Obesity-Induced Inflammation Is Associated with Alterations in Subcellular Zinc Pools and Premature Mammary Gland Involution in Lactating Mice

Background: Lactation failure is common in overweight and obese women; however, the precise mechanism remains unknown. Objective: We tested the hypothesis that obesity-induced inflammation in the mammary gland (MG) redistributes subcellular zinc pools to promote cell death of mammary epithelial cells (MECs) and premature involution. Methods: Female DBA/2J mice were fed a high-fat (obese; 45% kcal from fat, n = 60) or control diet (lean; 10% kcal from fat, n = 50) for 5 wk and bred. MG cytokines and macrophage infiltration were determined by reverse transcriptase-polymerase chain reaction and F4/80 staining, respectively. Zinc concentration was analyzed by atomic absorption spectroscopy, and zinc transporters and markers of endoplasmic reticulum (ER) stress, autophagy, and involution were measured by immunoblot.
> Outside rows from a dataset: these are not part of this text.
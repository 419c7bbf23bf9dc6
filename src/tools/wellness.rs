// ABOUTME: Wellness range tools: steps, sleep, stress, HRV, hydration, battery
// ABOUTME: Fetches daily and weekly stats windows ending at an inclusive date
//
// Licensed under the Apache License, Version 2.0 <LICENSE-APACHE or
// http://www.apache.org/licenses/LICENSE-2.0> or the MIT license
// <LICENSE-MIT or http://opensource.org/licenses/MIT>, at your
// option. This file may not be copied, modified, or distributed
// except according to those terms.

//! Wellness range tools
//!
//! Daily tools hit `{start}/{end}` stats endpoints; weekly tools hit
//! `{end}/{weeks}` endpoints. Per-day tools (`daily_body_battery`,
//! `hrv_data`, `nightly_sleep`) fan out one request per date, oldest first,
//! and skip days without data.

use crate::errors::AppResult;
use crate::garmin::models::UserProfile;
use crate::garmin::GarminClient;
use crate::tools::dates;
use chrono::NaiveDate;
use serde_json::Value;

/// Weekly intensity minutes, one record per week
///
/// # Errors
///
/// Returns an error when the Connect API call fails.
pub async fn weekly_intensity_minutes(
    client: &GarminClient,
    end: NaiveDate,
    weeks: u32,
) -> AppResult<Value> {
    client
        .connectapi(&format!("usersummary-service/stats/im/weekly/{end}/{weeks}"))
        .await
}

/// Daily intensity minutes per day in the window
///
/// # Errors
///
/// Returns an error when the Connect API call fails.
pub async fn daily_intensity_minutes(
    client: &GarminClient,
    end: NaiveDate,
    days: u32,
) -> AppResult<Value> {
    let start = dates::range_start(end, days);
    client
        .connectapi(&format!("usersummary-service/stats/im/daily/{start}/{end}"))
        .await
}

/// Body Battery and stress streams, one response body per day with data
///
/// # Errors
///
/// Returns an error when any Connect API call in the window fails.
pub async fn daily_body_battery(
    client: &GarminClient,
    end: NaiveDate,
    days: u32,
) -> AppResult<Value> {
    let mut collected = Vec::new();
    for date in dates::iter_range(end, days) {
        let body = client
            .connectapi(&format!("wellness-service/wellness/dailyStress/{date}"))
            .await?;
        if !body.is_null() {
            collected.push(body);
        }
    }
    Ok(Value::Array(collected))
}

/// Daily hydration totals per day in the window
///
/// # Errors
///
/// Returns an error when the Connect API call fails.
pub async fn daily_hydration(client: &GarminClient, end: NaiveDate, days: u32) -> AppResult<Value> {
    let start = dates::range_start(end, days);
    client
        .connectapi(&format!(
            "usersummary-service/stats/hydration/daily/{start}/{end}"
        ))
        .await
}

/// Daily step counts per day in the window
///
/// # Errors
///
/// Returns an error when the Connect API call fails.
pub async fn daily_steps(client: &GarminClient, end: NaiveDate, days: u32) -> AppResult<Value> {
    let start = dates::range_start(end, days);
    client
        .connectapi(&format!(
            "usersummary-service/stats/steps/daily/{start}/{end}"
        ))
        .await
}

/// Step counts aggregated by week
///
/// # Errors
///
/// Returns an error when the Connect API call fails.
pub async fn weekly_steps(client: &GarminClient, end: NaiveDate, weeks: u32) -> AppResult<Value> {
    client
        .connectapi(&format!(
            "usersummary-service/stats/steps/weekly/{end}/{weeks}"
        ))
        .await
}

/// Daily HRV summaries for the window
///
/// The endpoint wraps the per-day records in an `hrvSummaries` envelope;
/// only the records are returned.
///
/// # Errors
///
/// Returns an error when the Connect API call fails.
pub async fn daily_hrv(client: &GarminClient, end: NaiveDate, days: u32) -> AppResult<Value> {
    let start = dates::range_start(end, days);
    let body = client
        .connectapi(&format!("hrv-service/hrv/daily/{start}/{end}"))
        .await?;
    Ok(unwrap_hrv_summaries(body))
}

/// Detailed HRV readings, one response body per day with data
///
/// # Errors
///
/// Returns an error when any Connect API call in the window fails.
pub async fn hrv_data(client: &GarminClient, end: NaiveDate, days: u32) -> AppResult<Value> {
    let mut collected = Vec::new();
    for date in dates::iter_range(end, days) {
        let body = client
            .connectapi(&format!("hrv-service/hrv/{date}"))
            .await?;
        if !body.is_null() {
            collected.push(body);
        }
    }
    Ok(Value::Array(collected))
}

/// Daily sleep summaries per day in the window
///
/// # Errors
///
/// Returns an error when the Connect API call fails.
pub async fn daily_sleep(client: &GarminClient, end: NaiveDate, days: u32) -> AppResult<Value> {
    let start = dates::range_start(end, days);
    client
        .connectapi(&format!(
            "wellness-service/stats/sleep/daily/{start}/{end}"
        ))
        .await
}

/// Nightly sleep details, one record per night that has sleep data
///
/// Nights whose `dailySleepDTO.id` is null never had sleep recorded and are
/// skipped. The movement timeline is withheld unless requested; it dwarfs
/// the rest of the payload.
///
/// # Errors
///
/// Returns an error when the profile lookup or any Connect API call fails.
pub async fn nightly_sleep(
    client: &GarminClient,
    end: NaiveDate,
    nights: u32,
    include_movement: bool,
) -> AppResult<Value> {
    let profile = UserProfile::get(client).await?;
    let display_name = &profile.display_name;

    let mut collected = Vec::new();
    for date in dates::iter_range(end, nights) {
        let body = client
            .connectapi(&format!(
                "wellness-service/wellness/dailySleepData/{display_name}?date={date}&nonSleepBufferMinutes=60"
            ))
            .await?;
        if let Some(night) = extract_night(body, include_movement) {
            collected.push(night);
        }
    }
    Ok(Value::Array(collected))
}

/// Daily stress timeline and summary per day in the window
///
/// # Errors
///
/// Returns an error when the Connect API call fails.
pub async fn daily_stress(client: &GarminClient, end: NaiveDate, days: u32) -> AppResult<Value> {
    let start = dates::range_start(end, days);
    client
        .connectapi(&format!(
            "usersummary-service/stats/stress/daily/{start}/{end}"
        ))
        .await
}

/// Weekly stress aggregates
///
/// # Errors
///
/// Returns an error when the Connect API call fails.
pub async fn weekly_stress(client: &GarminClient, end: NaiveDate, weeks: u32) -> AppResult<Value> {
    client
        .connectapi(&format!(
            "usersummary-service/stats/stress/weekly/{end}/{weeks}"
        ))
        .await
}

fn unwrap_hrv_summaries(body: Value) -> Value {
    match body {
        Value::Object(mut map) => map.remove("hrvSummaries").unwrap_or(Value::Null),
        other => other,
    }
}

/// Reduce a nightly sleep response to its DTO (and optionally movement),
/// or None when the night has no recorded sleep
fn extract_night(body: Value, include_movement: bool) -> Option<Value> {
    let Value::Object(mut map) = body else {
        return None;
    };
    let dto = map.remove("dailySleepDTO")?;
    if dto.get("id").is_none_or(Value::is_null) {
        return None;
    }

    let mut night = serde_json::Map::new();
    night.insert("dailySleepDTO".to_owned(), dto);
    if include_movement {
        if let Some(movement) = map.remove("sleepMovement") {
            night.insert("sleepMovement".to_owned(), movement);
        }
    }
    Some(Value::Object(night))
}

#[cfg(test)]
mod tests {
    #![allow(clippy::unwrap_used)]

    use super::*;
    use serde_json::json;

    #[test]
    fn test_unwrap_hrv_summaries_from_envelope() {
        let body = json!({
            "userProfilePk": 2591602,
            "hrvSummaries": [{"calendarDate": "2024-01-01", "lastNightAvg": 52}]
        });
        let summaries = unwrap_hrv_summaries(body);
        assert_eq!(summaries[0]["lastNightAvg"], 52);
    }

    #[test]
    fn test_unwrap_hrv_summaries_passes_arrays_through() {
        let body = json!([{"calendarDate": "2024-01-01"}]);
        assert_eq!(unwrap_hrv_summaries(body.clone()), body);
    }

    #[test]
    fn test_unwrap_hrv_summaries_missing_key_is_null() {
        assert!(unwrap_hrv_summaries(json!({"userProfilePk": 1})).is_null());
    }

    #[test]
    fn test_extract_night_keeps_dto_and_drops_movement_by_default() {
        let body = json!({
            "dailySleepDTO": {"id": 171901841, "sleepTimeSeconds": 25200},
            "sleepMovement": [{"startGMT": "2024-01-01T00:00:00.0"}],
            "wellnessEpochSPO2DataDTOList": []
        });
        let night = extract_night(body, false).unwrap();
        assert_eq!(night["dailySleepDTO"]["id"], 171901841);
        assert!(night.get("sleepMovement").is_none());
        assert!(night.get("wellnessEpochSPO2DataDTOList").is_none());
    }

    #[test]
    fn test_extract_night_includes_movement_on_request() {
        let body = json!({
            "dailySleepDTO": {"id": 171901841},
            "sleepMovement": [{"startGMT": "2024-01-01T00:00:00.0"}]
        });
        let night = extract_night(body, true).unwrap();
        assert_eq!(night["sleepMovement"][0]["startGMT"], "2024-01-01T00:00:00.0");
    }

    #[test]
    fn test_extract_night_skips_unrecorded_nights() {
        let no_sleep = json!({"dailySleepDTO": {"id": null}});
        assert!(extract_night(no_sleep, false).is_none());

        let missing_dto = json!({"sleepMovement": []});
        assert!(extract_night(missing_dto, false).is_none());

        assert!(extract_night(Value::Null, false).is_none());
    }
}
To confirm effects of inflammation, tumor necrosis factor-alpha (TNF) or vehicle was injected into adjacent MGs of lean lactating C57BL/6 mice (n = 5) and cultured MECs (HC11 cells) were treated with TNF in vitro. Results: Seventy-seven percent of obese mice failed to lactate (lean: 39%; P < 0.001). Obese mice capable of lactating had greater macrophage infiltration (obese: 135 +/- 40.4 macrophages/mm(2); lean: 63.8 +/- 8.9 macrophages/mm(2); P < 0.001) and elevated TNF expression (P < 0.05), concurrent with lower zrt-irt-like protein 7 abundance (P < 0.05) and higher ER zinc concentration (obese: 0.36 +/- 0.004 mu g Zn/mg protein; lean: 0.30 +/- 0.02 mu g Zn/mg protein; P < 0.05) compared with lean mice. Heat shock protein 5 (HSPA5) expression (P < 0.05) was suppressed in the MG of obese mice, which was consistent with HSPA5 suppression in TNF-injected MGs (P < 0.01) and MECs treated with TNF in vitro (P < 0.01). Moreover, obesity increased lysosomal activity (P < 0.05) and autophagy in the MG, which corresponded to increased zinc transporter 2 abundance and lysosomal zinc concentration compared with lean mice (obese: 0.20 +/- 0.02 mu g Zn/mg protein; lean: 0.14 +/- 0.01 mu g Zn/mg protein; P < 0.05). Importantly, MGs of obese mice exhibited markers of apoptosis (P = 0.05) and involution (P < 0.01), which were not observed in lean mice. Conclusions: Diet-induced obesity created a proinflammatory MG microenvironment in mice, which was associated with zinc-mediated ER stress and autophagy and the activation of premature involution.